CO2 + H2O <--------> H2CO3
This equation shows you that when carbon dioxide is dissolved in water you
get carbonic acid.
Carbonic acid is the main contributor to the pH drop, due to the formation
of the hydronium ion (H+):
H2CO3 <---------> H+ + HCO3-
HCO3- <---------> H+ + CO3-2
All of the equations are two way:
Add more carbon dioxide (CO2) in the presence of excess calcium carbonate
and things shift to the right of the first equation. Add less and things
shift to the left.
Add more carbon dioxide (CO2) in the presence of little calcium carbonate
and things shift to right of the last two equations. Add less and things
shift to the left.
The breakdown of the calcium carbonate in the presence of CO2 is slow and
gradual, which lead some people to conclude that it is ineffective. Also,
the use of the fine, lab grade calcium carbonate, dumped in the water column
covers everything in a white powder which sticks around for awhile.

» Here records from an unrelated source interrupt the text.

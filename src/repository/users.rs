//! Users repository for database operations

use sqlx::{Pool, Postgres};

use crate::{
    error::{is_unique_violation, AppError, AppResult},
    models::user::{Role, User},
};

#[derive(Clone)]
pub struct UsersRepository {
    pool: Pool<Postgres>,
}

impl UsersRepository {
    pub fn new(pool: Pool<Postgres>) -> Self {
        Self { pool }
    }

    /// Get user by ID
    pub async fn get_by_id(&self, id: i64) -> AppResult<User> {
        sqlx::query_as::<_, User>("SELECT * FROM users WHERE id = $1")
            .bind(id)
            .fetch_optional(&self.pool)
            .await?
            .ok_or_else(|| AppError::NotFound(format!("User with id {} not found", id)))
    }

    /// Get user by email (case-insensitive)
    pub async fn get_by_email(&self, email: &str) -> AppResult<Option<User>> {
        let user = sqlx::query_as::<_, User>("SELECT * FROM users WHERE LOWER(email) = LOWER($1)")
            .bind(email)
            .fetch_optional(&self.pool)
            .await?;

        Ok(user)
    }

    /// Check if email already exists
    pub async fn email_exists(&self, email: &str, exclude_id: Option<i64>) -> AppResult<bool> {
        let exists: bool = if let Some(id) = exclude_id {
            sqlx::query_scalar("SELECT EXISTS(SELECT 1 FROM users WHERE LOWER(email) = LOWER($1) AND id != $2)")
                .bind(email)
                .bind(id)
                .fetch_one(&self.pool)
                .await?
        } else {
            sqlx::query_scalar("SELECT EXISTS(SELECT 1 FROM users WHERE LOWER(email) = LOWER($1))")
                .bind(email)
                .fetch_one(&self.pool)
                .await?
        };
        Ok(exists)
    }

    /// List all users
    pub async fn list(&self) -> AppResult<Vec<User>> {
        let users = sqlx::query_as::<_, User>("SELECT * FROM users ORDER BY id")
            .fetch_all(&self.pool)
            .await?;
        Ok(users)
    }

    /// Create a new user with an already hashed password
    pub async fn create(&self, name: &str, email: &str, password_hash: &str, role: Role) -> AppResult<User> {
        sqlx::query_as::<_, User>(
            r#"
            INSERT INTO users (name, email, password, role)
            VALUES ($1, $2, $3, $4)
            RETURNING *
            "#,
        )
        .bind(name)
        .bind(email)
        .bind(password_hash)
        .bind(role)
        .fetch_one(&self.pool)
        .await
        .map_err(|e| email_conflict(e, email))
    }

    /// Update name and email
    pub async fn update_profile(&self, id: i64, name: &str, email: &str) -> AppResult<User> {
        sqlx::query_as::<_, User>("UPDATE users SET name = $1, email = $2 WHERE id = $3 RETURNING *")
            .bind(name)
            .bind(email)
            .bind(id)
            .fetch_optional(&self.pool)
            .await
            .map_err(|e| email_conflict(e, email))?
            .ok_or_else(|| AppError::NotFound(format!("User with id {} not found", id)))
    }

    /// Replace the password hash
    pub async fn update_password(&self, id: i64, password_hash: &str) -> AppResult<()> {
        let result = sqlx::query("UPDATE users SET password = $1 WHERE id = $2")
            .bind(password_hash)
            .bind(id)
            .execute(&self.pool)
            .await?;

        if result.rows_affected() == 0 {
            return Err(AppError::NotFound(format!("User with id {} not found", id)));
        }
        Ok(())
    }

    /// Update a user's role
    pub async fn update_role(&self, id: i64, role: Role) -> AppResult<User> {
        sqlx::query_as::<_, User>("UPDATE users SET role = $1 WHERE id = $2 RETURNING *")
            .bind(role)
            .bind(id)
            .fetch_optional(&self.pool)
            .await?
            .ok_or_else(|| AppError::NotFound(format!("User with id {} not found", id)))
    }

    /// Delete a user together with their fines and issue records.
    ///
    /// Books the user still had out become available again. Their rows are
    /// locked before the user row, the same order issue and return take.
    pub async fn delete(&self, id: i64) -> AppResult<()> {
        let mut tx = self.pool.begin().await?;

        sqlx::query(
            r#"
            SELECT id FROM books
            WHERE id IN (
                SELECT book_id FROM issue_records
                WHERE user_id = $1 AND return_date IS NULL
            )
            ORDER BY id
            FOR UPDATE
            "#,
        )
        .bind(id)
        .execute(&mut *tx)
        .await?;

        let exists: Option<i64> = sqlx::query_scalar("SELECT id FROM users WHERE id = $1 FOR UPDATE")
            .bind(id)
            .fetch_optional(&mut *tx)
            .await?;
        if exists.is_none() {
            return Err(AppError::NotFound(format!("User with id {} not found", id)));
        }

        sqlx::query(
            r#"
            UPDATE books SET availability = TRUE
            WHERE id IN (
                SELECT book_id FROM issue_records
                WHERE user_id = $1 AND return_date IS NULL
            )
            "#,
        )
        .bind(id)
        .execute(&mut *tx)
        .await?;

        sqlx::query("DELETE FROM fines WHERE user_id = $1")
            .bind(id)
            .execute(&mut *tx)
            .await?;

        sqlx::query("DELETE FROM issue_records WHERE user_id = $1")
            .bind(id)
            .execute(&mut *tx)
            .await?;

        sqlx::query("DELETE FROM users WHERE id = $1")
            .bind(id)
            .execute(&mut *tx)
            .await?;

        tx.commit().await?;
        Ok(())
    }
}

fn email_conflict(err: sqlx::Error, email: &str) -> AppError {
    if is_unique_violation(&err) {
        AppError::Conflict(format!("Email {} is already registered", email))
    } else {
        AppError::Database(err)
    }
}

This
leads people to conclude that it is not only ineffective but also ugly.
I prefer using 5 or 6 larger pieces of calcium carbonate (referred to as
marble chips in some chemistry supply catalogs) in the filter. Every month
or so, I add more, leaving the CO2 set. It works very well, is extremely
inexpensive, and requires no fuss or bother.
Rice Lake, WI USA
> I remember reading about someone using carbonate salts to adjust KH and GH in
> APD. I have a piece of information for you. According to what I learnt in
> Chemistry, only Potassium, Sodium and Ammonium carbonates are very soluble in
> The rest of the carbonate salts are partially or very insoluble(solubility
> cannot be observed by our eyes) in water. Eg.CaCO3 is very insoluble in water
> as mentioned by Gregory Morin.
> Hope this helps.
> Wayne Wah from Singapore.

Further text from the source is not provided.